Wednesday, June 29, 2011

Write it down: Keep track of your successes each day


How often do you question your efforts to make any progress towards personal or professional goals you have set?  Many professionals I have coached initially find themselves bogged down in self-doubt and negative focus.  When asked to review their progress they will list a litany of all of the things they have not done and note how discouraged they feel. 

When asked to identify what they have accomplished over the past week they struggle to recall any positive actions.

Here is a simple action that can be invaluable when you fall into this trap.

Take an inventory of your accomplishments each day. Set aside a few moments each day to identify successes and positive steps you have taken that you find noteworthy and write them down, then review your inventory each week.

It is easy to get distracted by all of the things that go wrong in your day and week. You never want to lose sight of your accomplishments and significant efforts. Your ability to be mindful of what you have achieved will provide impetus for continued effort and ultimate success.  

Contact Jim to learn more about how to begin living your "no-limits" life.
    

But I never planned on being a hat check girl in a Chinese deli!

So how did I get here?

By luck?  By accident? By trusting in the good intentions of others?

If you believed you were going to be an astronaut and ended up working as a Hat Check Girl in a Chinese Deli, chances are you never designed and followed an action plan that was based on your skills, your values, your goals.

Mindless focus and behavior often places us at the mercy of luck, accidents and the good or bad intention of others.

Take a moment to identify a personal or professional goal. Identify the steps it would take to reach that goal. Commit to taking the initial step towards that goal and set a completion deadline. Share this deadline with someone you trust.  Periodically share your progress towards this step with that person to assure accountability.

Use It Or Lose It

How many times have you sat through an exhilarating and compelling presentation/self-help workshop and walked away motivated and self-assured of achieving success?

You may try out a few learned techniques/strategies for a few days or weeks, but if you approximate the typical adult you will quickly fall back into long held patterns of behavior.

Habit will dictate what we do in a variety of settings over the course of our lives. We are often unaware of how comfortable these habits are. They often go unnoticed in the work place as well as in our personal lives. They lead us towards behaviors that are automatic and based in comfort rather than behaviors that lead to success and productivity.

If you want to implement new and improved behaviors follow the answer to the question,

"How Do You Get to Carnegie Hall?" 

"Practice, Practice, Practice!"

If you are excited by something you have learned and you feel it has value in your life,  make it a habit.  Create a new habit that offers higher returns on you efforts.

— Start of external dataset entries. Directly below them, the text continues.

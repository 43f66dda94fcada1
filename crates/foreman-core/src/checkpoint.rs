//! Step-level incremental snapshots within a task.
//!
//! Long-running task bodies record a checkpoint per completed step;
//! after a restart they restore the latest one and resume from there.
//! A task's checkpoints are persisted together as one JSON blob under
//! `checkpoints/{task_id}` -- the store's rename-based `put` keeps the
//! blob atomic per task.

use std::collections::HashMap;
use std::sync::Arc;

use chrono::{DateTime, Utc};
use serde::{Deserialize, Serialize};
use tokio::sync::Mutex;
use tokio::task::JoinHandle;
use uuid::Uuid;

use foreman_store::BlobStore;

use crate::config::CheckpointConfig;

const KEY_PREFIX: &str = "checkpoints/";

/// One durable step snapshot.
#[derive(Debug, Clone, Serialize, Deserialize)]
pub struct Checkpoint {
    pub checkpoint_id: Uuid,
    pub task_id: Uuid,
    pub step_index: u32,
    pub step_name: String,
    /// Opaque caller state; typed schemas belong to callers.
    pub state: serde_json::Value,
    pub created_at: DateTime<Utc>,
}

/// Summary of a task's checkpoint history.
#[derive(Debug, Clone, PartialEq, Eq)]
pub struct CheckpointMetadata {
    pub task_id: Uuid,
    pub total_steps: usize,
    pub current_step: Option<u32>,
    pub last_update: Option<DateTime<Utc>>,
}

/// Recursively merge `patch` into `target`. Objects merge key-wise;
/// anything else replaces.
fn merge_json(target: &mut serde_json::Value, patch: serde_json::Value) {
    match (target, patch) {
        (serde_json::Value::Object(target_map), serde_json::Value::Object(patch_map)) => {
            for (key, value) in patch_map {
                match target_map.get_mut(&key) {
                    Some(existing) => merge_json(existing, value),
                    None => {
                        target_map.insert(key, value);
                    }
                }
            }
        }
        (target, patch) => *target = patch,
    }
}

struct ServiceInner {
    store: Arc<dyn BlobStore>,
    config: CheckpointConfig,
    /// Per-task checkpoint lists, lazily loaded from the store.
    checkpoints: Mutex<HashMap<Uuid, Vec<Checkpoint>>>,
    /// Restored step state, merged into by `update_state`.
    step_state: Mutex<HashMap<Uuid, serde_json::Value>>,
    timers: Mutex<HashMap<Uuid, JoinHandle<()>>>,
}

/// Step-level checkpointing for long-running executors. Cheap to
/// clone; clones share the same caches and timers.
#[derive(Clone)]
pub struct CheckpointService {
    inner: Arc<ServiceInner>,
}

impl CheckpointService {
    pub fn new(store: Arc<dyn BlobStore>, config: CheckpointConfig) -> Self {
        Self {
            inner: Arc::new(ServiceInner {
                store,
                config,
                checkpoints: Mutex::new(HashMap::new()),
                step_state: Mutex::new(HashMap::new()),
                timers: Mutex::new(HashMap::new()),
            }),
        }
    }

    pub fn config(&self) -> &CheckpointConfig {
        &self.inner.config
    }

    fn key_for(task_id: Uuid) -> String {
        format!("{KEY_PREFIX}{task_id}")
    }

    /// Ensure a task's list is present in the cache, loading it from
    /// the store on first touch.
    async fn ensure_loaded(&self, task_id: Uuid) {
        {
            let cache = self.inner.checkpoints.lock().await;
            if cache.contains_key(&task_id) {
                return;
            }
        }
        let loaded = match self.inner.store.get(&Self::key_for(task_id)).await {
            Ok(Some(bytes)) => serde_json::from_slice(&bytes).unwrap_or_else(|e| {
                tracing::warn!(task_id = %task_id, error = %e, "unreadable checkpoint blob");
                Vec::new()
            }),
            Ok(None) => Vec::new(),
            Err(e) => {
                tracing::warn!(task_id = %task_id, error = %e, "failed to load checkpoints");
                Vec::new()
            }
        };
        self.inner
            .checkpoints
            .lock()
            .await
            .entry(task_id)
            .or_insert(loaded);
    }

    /// Best-effort persist of a task's full checkpoint list.
    async fn persist(&self, task_id: Uuid, list: &[Checkpoint]) {
        let bytes = serde_json::to_vec(list).expect("checkpoints serialize");
        if let Err(e) = self.inner.store.put(&Self::key_for(task_id), &bytes).await {
            tracing::warn!(task_id = %task_id, error = %e, "failed to persist checkpoints");
        }
    }

    /// Record a checkpoint.
    ///
    /// Identity is `(task_id, step_index, step_name)`: recreating an
    /// existing key with identical state returns the existing id
    /// without a write; with different state it updates in place and
    /// keeps the id. A new key appends, pruning the oldest checkpoint
    /// past the retention limit.
    pub async fn create(
        &self,
        task_id: Uuid,
        step_index: u32,
        step_name: &str,
        state: serde_json::Value,
    ) -> Uuid {
        self.ensure_loaded(task_id).await;

        let (id, list) = {
            let mut cache = self.inner.checkpoints.lock().await;
            let list = cache.entry(task_id).or_default();

            if let Some(existing) = list
                .iter_mut()
                .find(|c| c.step_index == step_index && c.step_name == step_name)
            {
                if existing.state == state {
                    return existing.checkpoint_id;
                }
                existing.state = state;
                existing.created_at = Utc::now();
                (existing.checkpoint_id, list.clone())
            } else {
                let checkpoint = Checkpoint {
                    checkpoint_id: Uuid::new_v4(),
                    task_id,
                    step_index,
                    step_name: step_name.to_owned(),
                    state,
                    created_at: Utc::now(),
                };
                let id = checkpoint.checkpoint_id;
                list.push(checkpoint);
                let max = self.inner.config.max_checkpoints_per_task();
                while list.len() > max {
                    let pruned = list.remove(0);
                    tracing::debug!(
                        task_id = %task_id,
                        step = %pruned.step_name,
                        "pruned oldest checkpoint"
                    );
                }
                (id, list.clone())
            }
        };

        self.persist(task_id, &list).await;
        id
    }

    /// All checkpoints for a task, oldest first.
    pub async fn list(&self, task_id: Uuid) -> Vec<Checkpoint> {
        self.ensure_loaded(task_id).await;
        self.inner
            .checkpoints
            .lock()
            .await
            .get(&task_id)
            .cloned()
            .unwrap_or_default()
    }

    /// The checkpoint with the highest step index.
    pub async fn latest(&self, task_id: Uuid) -> Option<Checkpoint> {
        self.list(task_id)
            .await
            .into_iter()
            .max_by_key(|c| c.step_index)
    }

    /// Load a checkpoint (the named one, or the latest) into the
    /// task's in-memory step state and return it.
    pub async fn restore(&self, task_id: Uuid, checkpoint_id: Option<Uuid>) -> Option<Checkpoint> {
        let checkpoint = match checkpoint_id {
            Some(id) => self
                .list(task_id)
                .await
                .into_iter()
                .find(|c| c.checkpoint_id == id)?,
            None => self.latest(task_id).await?,
        };

        self.inner
            .step_state
            .lock()
            .await
            .insert(task_id, checkpoint.state.clone());
        tracing::info!(
            task_id = %task_id,
            step_index = checkpoint.step_index,
            step = %checkpoint.step_name,
            "restored checkpoint"
        );
        Some(checkpoint)
    }

    /// Merge a patch into the restored step state. Returns the merged
    /// state, or `None` when nothing was restored for the task.
    pub async fn update_state(
        &self,
        task_id: Uuid,
        patch: serde_json::Value,
    ) -> Option<serde_json::Value> {
        let mut states = self.inner.step_state.lock().await;
        let state = states.get_mut(&task_id)?;
        merge_json(state, patch);
        Some(state.clone())
    }

    /// The current in-memory step state for a task.
    pub async fn step_state(&self, task_id: Uuid) -> Option<serde_json::Value> {
        self.inner.step_state.lock().await.get(&task_id).cloned()
    }

    /// Start periodic checkpointing for a task: every interval the
    /// supplied closures are sampled and recorded through
    /// [`Self::create`].
    pub async fn start_periodic<S, T>(&self, task_id: Uuid, get_state: S, get_step: T)
    where
        S: Fn() -> serde_json::Value + Send + Sync + 'static,
        T: Fn() -> (u32, String) + Send + Sync + 'static,
    {
        let service = self.clone();
        let interval = self.inner.config.checkpoint_interval();

        let handle = tokio::spawn(async move {
            let mut ticker = tokio::time::interval(interval);
            ticker.tick().await;
            loop {
                ticker.tick().await;
                let (step_index, step_name) = get_step();
                let state = get_state();
                service.create(task_id, step_index, &step_name, state).await;
            }
        });

        if let Some(old) = self.inner.timers.lock().await.insert(task_id, handle) {
            old.abort();
        }
    }

    /// Stop periodic checkpointing for a task. Idempotent.
    pub async fn stop(&self, task_id: Uuid) {
        if let Some(handle) = self.inner.timers.lock().await.remove(&task_id) {
            handle.abort();
        }
    }

    /// Stop every periodic timer. Idempotent.
    pub async fn shutdown(&self) {
        let handles: Vec<JoinHandle<()>> = {
            let mut timers = self.inner.timers.lock().await;
            timers.drain().map(|(_, h)| h).collect()
        };
        for handle in handles {
            handle.abort();
        }
    }

    /// Summary of a task's checkpoint history.
    pub async fn metadata(&self, task_id: Uuid) -> CheckpointMetadata {
        let list = self.list(task_id).await;
        CheckpointMetadata {
            task_id,
            total_steps: list.len(),
            current_step: list.iter().map(|c| c.step_index).max(),
            last_update: list.iter().map(|c| c.created_at).max(),
        }
    }
}

impl std::fmt::Debug for CheckpointService {
    fn fmt(&self, f: &mut std::fmt::Formatter<'_>) -> std::fmt::Result {
        f.debug_struct("CheckpointService").finish_non_exhaustive()
    }
}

Commit time and effort each week to practicing the new pattern of action. Schedule it into your weekly routine and adhere to the schedule. Make sure to review and assess your progress and the overall value of the new behavior. We are more likely to continue a behavior if we are clear of what the benefit is.

We will quickly extinguish a behavior when it has little reward.

Contact Jim to learn more about how to begin living your "no-limits" life.

How Do We Change?

Often, with resistance and resentment, cautiously, slowly, apprehensively and with uncertainty and confusion. Productive change comes from commitment and resolve, from intentional activity, energy, enthusiasm and resilience.

The process of change is packed with a multitude of emotions and behaviors that are both beneficial and detrimental. Ah the Ying and the Yang of life.

Yet we change because we must on occasion, because we can on others. More importantly we change because we have the opportunity to choose and affect a better way of living and thriving.

There are experts who believe they understand the process of change and suggest that following their guide exactly as they direct it will lead to successful and rewarding change and they are probably right at times.

I work from a belief that we are more likely to act upon and sustain productive effort when we respond to ideas, structures and values that we embrace as our own and hold to be true.

As a coach, I embrace this principle and encourage individuals to explore and develop goals/aspirations/dreams and action plans that emanate from their own driving principles, passions and views of themselves and the world they live in.

My role as a coach is to walk along as a part of the journey, stimulating thought, creativity and intentional behavior, problem solving, exploring and removing road blocks and celebrating the successes along the path rather than directing the steps.

Change is process of time and movement and must be embraced.